◆ EXERCISE INSTRUCTIONS
The answer required is how many lines of the following entries contain the word "true", with no other words.

Dataset items

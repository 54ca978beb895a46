//! Time-ordered frame store
//!
//! Structure: BTreeMap<ClockTime, Entry>
//! - Key: entry timestamp (at most one entry per timestamp)
//! - Floor lookup via `range(..=position).next_back()`
//! - Prefix eviction via `split_off`
//!
//! Not synchronized; the owning cache serializes access with its data mutex.

use bytes::Bytes;
use log::debug;
use std::collections::BTreeMap;

use crate::core::clock::ClockTime;

/// One cached data unit.
///
/// Cloning is cheap: the payload is reference counted.
#[derive(Debug, Clone, PartialEq, Eq)]
pub struct Entry {
    pub timestamp: ClockTime,
    /// Zero means unknown; such entries cover no position
    pub duration: ClockTime,
    pub payload: Bytes,
}

impl Entry {
    pub fn new(timestamp: ClockTime, duration: ClockTime, payload: impl Into<Bytes>) -> Self {
        Self {
            timestamp,
            duration,
            payload: payload.into(),
        }
    }

    /// First timestamp after this entry
    pub fn end(&self) -> ClockTime {
        self.timestamp + self.duration
    }

    /// `timestamp <= position < timestamp + duration`
    pub fn covers(&self, position: ClockTime) -> bool {
        self.timestamp <= position && position < self.end()
    }

    /// Payload size in bytes
    pub fn mem(&self) -> usize {
        self.payload.len()
    }
}

/// Ordered entry container with byte accounting
#[derive(Debug, Default)]
pub struct TimeOrderedStore {
    entries: BTreeMap<ClockTime, Entry>,
    bytes: usize,
}

impl TimeOrderedStore {
    pub fn new() -> Self {
        Self::default()
    }

    /// Insert, replacing any entry with the same timestamp.
    ///
    /// Returns the replaced entry.
    pub fn insert_or_replace(&mut self, entry: Entry) -> Option<Entry> {
        self.bytes += entry.mem();
        let old = self.entries.insert(entry.timestamp, entry);
        if let Some(ref old) = old {
            self.bytes = self.bytes.saturating_sub(old.mem());
            debug!("Replaced entry at {} ({} bytes)", old.timestamp, old.mem());
        }
        old
    }

    /// Entry with the largest timestamp <= `position`, if it covers `position`.
    pub fn find_covering(&self, position: ClockTime) -> Option<&Entry> {
        self.entries
            .range(..=position)
            .next_back()
            .map(|(_, entry)| entry)
            .filter(|entry| entry.covers(position))
    }

    /// Remove the entry covering `position`, if any.
    pub fn remove_covering(&mut self, position: ClockTime) -> Option<Entry> {
        let key = self.find_covering(position)?.timestamp;
        let removed = self.entries.remove(&key)?;
        self.bytes = self.bytes.saturating_sub(removed.mem());
        Some(removed)
    }

    /// Remove every entry with a timestamp strictly before `boundary`.
    ///
    /// Returns (entries removed, bytes freed).
    pub fn evict_before(&mut self, boundary: ClockTime) -> (usize, usize) {
        let kept = self.entries.split_off(&boundary);
        let evicted = std::mem::replace(&mut self.entries, kept);
        let freed: usize = evicted.values().map(Entry::mem).sum();
        self.bytes = self.bytes.saturating_sub(freed);
        (evicted.len(), freed)
    }

    /// Remove the oldest entry.
    pub fn pop_first(&mut self) -> Option<Entry> {
        let (_, entry) = self.entries.pop_first()?;
        self.bytes = self.bytes.saturating_sub(entry.mem());
        Some(entry)
    }

    pub fn clear(&mut self) {
        if !self.entries.is_empty() {
            debug!("Clearing store: {} entries, {} bytes", self.entries.len(), self.bytes);
        }
        self.entries.clear();
        self.bytes = 0;
    }

    pub fn first(&self) -> Option<&Entry> {
        self.entries.first_key_value().map(|(_, e)| e)
    }

    pub fn last(&self) -> Option<&Entry> {
        self.entries.last_key_value().map(|(_, e)| e)
    }

    pub fn len(&self) -> usize {
        self.entries.len()
    }

    pub fn is_empty(&self) -> bool {
        self.entries.is_empty()
    }

    /// Total payload bytes held
    pub fn bytes(&self) -> usize {
        self.bytes
    }

    pub fn iter(&self) -> impl Iterator<Item = &Entry> {
        self.entries.values()
    }
}

#[cfg(test)]
mod tests {
    use super::*;

    fn secs(s: u64) -> ClockTime {
        ClockTime::from_seconds(s)
    }

    fn entry(ts: u64, dur: u64, payload: &'static [u8]) -> Entry {
        Entry::new(secs(ts), secs(dur), Bytes::from_static(payload))
    }

    #[test]
    fn test_find_covering_floor_lookup() {
        let mut store = TimeOrderedStore::new();
        assert!(store.find_covering(secs(0)).is_none());

        // Inserted out of order, gap at [4, 6)
        for ts in [6, 0, 2, 3, 1] {
            store.insert_or_replace(entry(ts, 1, b"x"));
        }

        let ts: Vec<_> = store.iter().map(|e| e.timestamp).collect();
        assert_eq!(ts, vec![secs(0), secs(1), secs(2), secs(3), secs(6)]);

        let mid = secs(2) + ClockTime::from_mseconds(500);
        assert_eq!(store.find_covering(mid).map(|e| e.timestamp), Some(secs(2)));
        assert_eq!(store.find_covering(secs(3)).map(|e| e.timestamp), Some(secs(3)));
        assert!(store.find_covering(secs(4)).is_none());
        assert!(store.find_covering(secs(5)).is_none());
        assert_eq!(store.find_covering(secs(6)).map(|e| e.timestamp), Some(secs(6)));
        assert!(store.find_covering(secs(7)).is_none());
    }

    #[test]
    fn test_find_covering_before_first() {
        let mut store = TimeOrderedStore::new();
        store.insert_or_replace(entry(5, 1, b"x"));
        assert!(store.find_covering(secs(4)).is_none());
    }

    #[test]
    fn test_zero_duration_covers_nothing() {
        let mut store = TimeOrderedStore::new();
        store.insert_or_replace(entry(1, 0, b"x"));
        assert_eq!(store.len(), 1);
        assert!(store.find_covering(secs(1)).is_none());
    }

    #[test]
    fn test_replace_same_timestamp() {
        let mut store = TimeOrderedStore::new();
        store.insert_or_replace(entry(1, 1, b"first"));
        store.insert_or_replace(entry(2, 1, b"other"));

        let old = store.insert_or_replace(entry(1, 1, b"second!"));
        assert_eq!(old.map(|e| e.payload), Some(Bytes::from_static(b"first")));
        assert_eq!(store.len(), 2);
        assert_eq!(
            store.find_covering(secs(1)).map(|e| e.payload.clone()),
            Some(Bytes::from_static(b"second!"))
        );
        assert_eq!(store.bytes(), b"second!".len() + b"other".len());
    }

    #[test]
    fn test_evict_before_and_accounting() {
        let mut store = TimeOrderedStore::new();
        for ts in 0..6 {
            store.insert_or_replace(entry(ts, 1, b"abcd"));
        }
        assert_eq!(store.bytes(), 24);

        let (count, freed) = store.evict_before(secs(2));
        assert_eq!((count, freed), (2, 8));
        assert_eq!(store.first().map(|e| e.timestamp), Some(secs(2)));
        assert_eq!(store.bytes(), 16);

        assert_eq!(store.evict_before(secs(0)), (0, 0));

        let removed = store.remove_covering(secs(3) + ClockTime::MSECOND);
        assert_eq!(removed.map(|e| e.timestamp), Some(secs(3)));
        assert_eq!(store.len(), 3);

        store.clear();
        assert!(store.is_empty());
        assert_eq!(store.bytes(), 0);
    }
}
//! Cache configuration: defaults, JSON file, validation.
//!
//! Static for the lifetime of a cache instance. Missing JSON keys fall back
//! to the defaults, so a config file only needs the values it changes:
//!
//! ```json
//! { "duration_soft_limit_ms": 3000, "enforce_size_limit": false }
//! ```

use anyhow::{Context, Result, ensure};
use log::{debug, info};
use serde::{Deserialize, Serialize};
use std::path::Path;
use std::time::Duration;

use crate::core::clock::ClockTime;

/// Default cache duration soft limit (5 s)
pub const DEFAULT_DURATION_SOFT_LIMIT_MS: u64 = 5_000;
/// Default cache byte soft limit (1 GiB)
pub const DEFAULT_SIZE_SOFT_LIMIT: u64 = 1024 * 1024 * 1024;
/// Default read-ahead per range request (2 s)
pub const DEFAULT_LOOKAHEAD_MS: u64 = 2_000;
/// Default consumer wait timeout
pub const DEFAULT_WAIT_TIMEOUT_MS: u64 = 100;

#[derive(Debug, Clone, PartialEq, Eq, Serialize, Deserialize)]
#[serde(default)]
pub struct CacheConfig {
    /// Time span kept behind the newest entry once playback catches up
    pub duration_soft_limit_ms: u64,
    /// Byte budget for cached payloads
    pub size_soft_limit: u64,
    /// Evict by size as well as by duration
    pub enforce_size_limit: bool,
    /// Clamp `size_soft_limit` to the memory available at construction
    pub clamp_to_available_memory: bool,
    /// Span requested from upstream per refill
    pub lookahead_ms: u64,
    /// Max consumer sleep between refill decisions
    pub wait_timeout_ms: u64,
}

impl Default for CacheConfig {
    fn default() -> Self {
        Self {
            duration_soft_limit_ms: DEFAULT_DURATION_SOFT_LIMIT_MS,
            size_soft_limit: DEFAULT_SIZE_SOFT_LIMIT,
            enforce_size_limit: true,
            clamp_to_available_memory: true,
            lookahead_ms: DEFAULT_LOOKAHEAD_MS,
            wait_timeout_ms: DEFAULT_WAIT_TIMEOUT_MS,
        }
    }
}

impl CacheConfig {
    pub fn duration_soft_limit(&self) -> ClockTime {
        ClockTime::from_mseconds(self.duration_soft_limit_ms)
    }

    pub fn lookahead(&self) -> ClockTime {
        ClockTime::from_mseconds(self.lookahead_ms)
    }

    pub fn wait_timeout(&self) -> Duration {
        Duration::from_millis(self.wait_timeout_ms.max(1))
    }

    /// Reject values the cache cannot work with.
    pub fn validate(&self) -> Result<()> {
        ensure!(self.lookahead_ms > 0, "lookahead_ms must be greater than zero");
        ensure!(self.wait_timeout_ms > 0, "wait_timeout_ms must be greater than zero");
        ensure!(
            self.duration_soft_limit_ms > 0,
            "duration_soft_limit_ms must be greater than zero"
        );
        Ok(())
    }

    /// Parse and validate a JSON config string.
    pub fn from_json(json: &str) -> Result<Self> {
        let config: CacheConfig = serde_json::from_str(json).context("Invalid cache config JSON")?;
        config.validate()?;
        Ok(config)
    }

    /// Load from `path`; a missing file yields the defaults.
    pub fn load(path: &Path) -> Result<Self> {
        if !path.exists() {
            debug!("No config at {}, using defaults", path.display());
            return Ok(Self::default());
        }
        let json = std::fs::read_to_string(path)
            .with_context(|| format!("Failed to read config file: {}", path.display()))?;
        let config = Self::from_json(&json)
            .with_context(|| format!("Failed to load config file: {}", path.display()))?;
        info!("Loaded cache config from {}", path.display());
        Ok(config)
    }

    /// Write as pretty JSON, creating parent directories.
    pub fn save(&self, path: &Path) -> Result<()> {
        if let Some(parent) = path.parent() {
            std::fs::create_dir_all(parent)
                .with_context(|| format!("Failed to create config directory: {}", parent.display()))?;
        }
        let json = serde_json::to_string_pretty(self).context("Failed to serialize cache config")?;
        std::fs::write(path, json).with_context(|| format!("Failed to write config file: {}", path.display()))?;
        Ok(())
    }
}

#[cfg(test)]
mod tests {
    use super::*;

    #[test]
    fn test_defaults() {
        let config = CacheConfig::default();
        assert_eq!(config.duration_soft_limit(), ClockTime::from_seconds(5));
        assert_eq!(config.lookahead(), ClockTime::from_seconds(2));
        assert_eq!(config.size_soft_limit, 1 << 30);
        assert!(config.validate().is_ok());
    }

    #[test]
    fn test_partial_json_uses_defaults() {
        let config = CacheConfig::from_json(r#"{ "duration_soft_limit_ms": 3000, "enforce_size_limit": false }"#)
            .unwrap();
        assert_eq!(config.duration_soft_limit(), ClockTime::from_seconds(3));
        assert!(!config.enforce_size_limit);
        assert_eq!(config.lookahead_ms, DEFAULT_LOOKAHEAD_MS);
    }

    #[test]
    fn test_invalid_json_rejected() {
        assert!(CacheConfig::from_json(r#"{ "lookahead_ms": 0 }"#).is_err());
        assert!(CacheConfig::from_json("not json").is_err());
    }

    #[test]
    fn test_save_and_load() {
        let dir = std::env::temp_dir().join(format!("framecache-config-{}", uuid::Uuid::new_v4()));
        let path = dir.join("framecache.json");

        assert_eq!(CacheConfig::load(&path).unwrap(), CacheConfig::default());

        let config = CacheConfig {
            lookahead_ms: 750,
            ..Default::default()
        };
        config.save(&path).unwrap();
        assert_eq!(CacheConfig::load(&path).unwrap(), config);

        let _ = std::fs::remove_dir_all(&dir);
    }
}
impl CacheState {
    fn new(lookahead: ClockTime) -> Self {
        Self {
            store: TimeOrderedStore::new(),
            tracker: SegmentTracker::new(lookahead),
            requested: Segment::default(),
            caps: None,
            caps_changed: false,
            passthrough: true,
            send_events: false,
            flush: FlushState::Open,
            downstream_flushing: false,
            seek_seqnum: 0,
            upstream_position: None,
            last_flow: None,
            stale_reported: None,
            missed_at: None,
            eos_sent: false,
            not_negotiated_reported: false,
            forward_done_reported: false,
        }
    }

    /// Downstream refused data for a reason other than flushing.
    ///
    /// A refused entry is not retried: serving stays halted across wakes
    /// until the next seek clears `last_flow`.
    fn halted(&self) -> bool {
        matches!(self.last_flow, Some(ref e) if *e != FlowError::Flushing)
    }
}

struct Inner {
    id: Uuid,
    config: CacheConfig,
    policy: EvictionPolicy,
    state: Mutex<CacheState>,
    wake: Mutex<u64>,
    wake_cond: Condvar,
    running: AtomicBool,
    /// Bumped on every discontinuous seek
    epoch: Arc<AtomicU64>,
    control: Mutex<()>,
    deferred: Workers,
    upstream: Arc<dyn Upstream>,
    downstream: Arc<dyn Downstream>,
    bus: MessageBus,
    stats: CacheStats,
    this: Weak<Inner>,
}

/// Time-indexed cache between an upstream producer and a downstream consumer.
///
/// Owns the consumer thread: `start()` spawns it, `stop()` or drop joins it.
pub struct FrameCache {
    inner: Arc<Inner>,
    consumer: Mutex<Option<JoinHandle<()>>>,
}

/// Sink-side handle given to the upstream producer. Clones share the cache.
#[derive(Clone)]
pub struct CacheSink {
    inner: Arc<Inner>,
}

impl FrameCache {
    /// Create a cache in passthrough mode. The consumer thread is not
    /// running until `start()`.
    pub fn new(
        config: CacheConfig,
        upstream: Arc<dyn Upstream>,
        downstream: Arc<dyn Downstream>,
    ) -> Result<Self, CacheError> {
        let id = Uuid::new_v4();
        let policy = if config.clamp_to_available_memory {
            EvictionPolicy::with_memory_clamp(
                config.duration_soft_limit(),
                config.size_soft_limit,
                config.enforce_size_limit,
            )
        } else {
            EvictionPolicy::new(
                config.duration_soft_limit(),
                config.size_soft_limit,
                config.enforce_size_limit,
            )
        };

        let epoch = Arc::new(AtomicU64::new(0));
        let deferred = Workers::new(&format!("framecache-idle-{}", short_id(&id)), Arc::clone(&epoch))
            .map_err(|e| CacheError::Thread(e.to_string()))?;

        let inner = Arc::new_cyclic(|this| Inner {
            id,
            state: Mutex::new(CacheState::new(config.lookahead())),
            config,
            policy,
            wake: Mutex::new(0),
            wake_cond: Condvar::new(),
            running: AtomicBool::new(false),
            epoch,
            control: Mutex::new(()),
            deferred,
            upstream,
            downstream,
            bus: MessageBus::new(),
            stats: CacheStats::new(),
            this: this.clone(),
        });

        debug!(
            "FrameCache {} created: duration_limit={} size_limit={} lookahead={}",
            inner.id,
            inner.policy.duration_limit(),
            inner.policy.size_limit(),
            inner.config.lookahead()
        );

        Ok(Self {
            inner,
            consumer: Mutex::new(None),
        })
    }

    /// Spawn the consumer thread. No-op when already running.
    pub fn start(&self) -> Result<(), CacheError> {
        let mut consumer = self.consumer.lock().unwrap_or_else(|e| e.into_inner());
        if consumer.is_some() {
            return Ok(());
        }

        self.inner.running.store(true, Ordering::Release);
        let inner = Arc::clone(&self.inner);
        let handle = thread::Builder::new()
            .name(format!("framecache-src-{}", short_id(&self.inner.id)))
            .spawn(move || inner.consumer_loop())
            .map_err(|e| {
                self.inner.running.store(false, Ordering::Release);
                CacheError::Thread(e.to_string())
            })?;
        *consumer = Some(handle);

        info!("FrameCache {} started", self.inner.id);
        Ok(())
    }

    /// Stop and join the consumer thread. Downstream is flushed first so a
    /// blocked push returns.
    pub fn stop(&self) {
        let handle = self.consumer.lock().unwrap_or_else(|e| e.into_inner()).take();
        let Some(handle) = handle else {
            return;
        };

        self.inner.running.store(false, Ordering::Release);
        self.inner.flush_downstream();
        self.inner.wake();

        if handle.join().is_err() {
            error!("FrameCache {} consumer thread panicked", self.inner.id);
        }
        info!("FrameCache {} stopped", self.inner.id);
    }

    pub fn is_running(&self) -> bool {
        self.inner.running.load(Ordering::Acquire)
    }

    /// Handle for the upstream producer
    pub fn sink(&self) -> CacheSink {
        CacheSink {
            inner: Arc::clone(&self.inner),
        }
    }

    /// Event arriving from downstream.
    pub fn handle_src_event(&self, event: Event) -> Result<bool, CacheError> {
        self.inner.handle_src_event(event)
    }

    /// Move the requested position. Errors leave the cache untouched.
    pub fn seek(&self, seek: &SeekEvent) -> Result<(), CacheError> {
        self.inner.seek(seek)
    }

    pub fn id(&self) -> Uuid {
        self.inner.id
    }

    pub fn config(&self) -> &CacheConfig {
        &self.inner.config
    }

    pub fn bus(&self) -> &MessageBus {
        &self.inner.bus
    }

    pub fn stats(&self) -> CacheStatsSnapshot {
        self.inner.stats.snapshot()
    }

    /// Next timestamp to serve
    pub fn position(&self) -> ClockTime {
        self.inner.lock_state().requested.position
    }

    pub fn requested_segment(&self) -> Segment {
        self.inner.lock_state().requested.clone()
    }

    /// Cache span `[start, stop)`; `stop` is `None` while unset or open-ended
    pub fn span(&self) -> (Option<ClockTime>, Option<ClockTime>) {
        let state = self.inner.lock_state();
        (state.tracker.start(), state.tracker.stop())
    }

    pub fn len(&self) -> usize {
        self.inner.lock_state().store.len()
    }

    pub fn is_empty(&self) -> bool {
        self.inner.lock_state().store.is_empty()
    }

    /// Cached payload bytes
    pub fn bytes(&self) -> usize {
        self.inner.lock_state().store.bytes()
    }

    pub fn cached_timestamps(&self) -> Vec<ClockTime> {
        self.inner.lock_state().store.iter().map(|e| e.timestamp).collect()
    }

    pub fn is_passthrough(&self) -> bool {
        self.inner.lock_state().passthrough
    }

    pub fn flush_state(&self) -> FlushState {
        self.inner.lock_state().flush
    }

    /// Last downstream failure, `None` once a push succeeds again
    pub fn last_flow(&self) -> Option<FlowError> {
        self.inner.lock_state().last_flow.clone()
    }

    /// Timestamp of the last entry accepted from upstream
    pub fn upstream_position(&self) -> Option<ClockTime> {
        self.inner.lock_state().upstream_position
    }

    /// Wait until no deferred job is queued or running.
    pub fn sync_deferred(&self, timeout: Duration) -> bool {
        self.inner.deferred.wait_idle(timeout)
    }
}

◆ OUTPUT FOR THIS TASK
4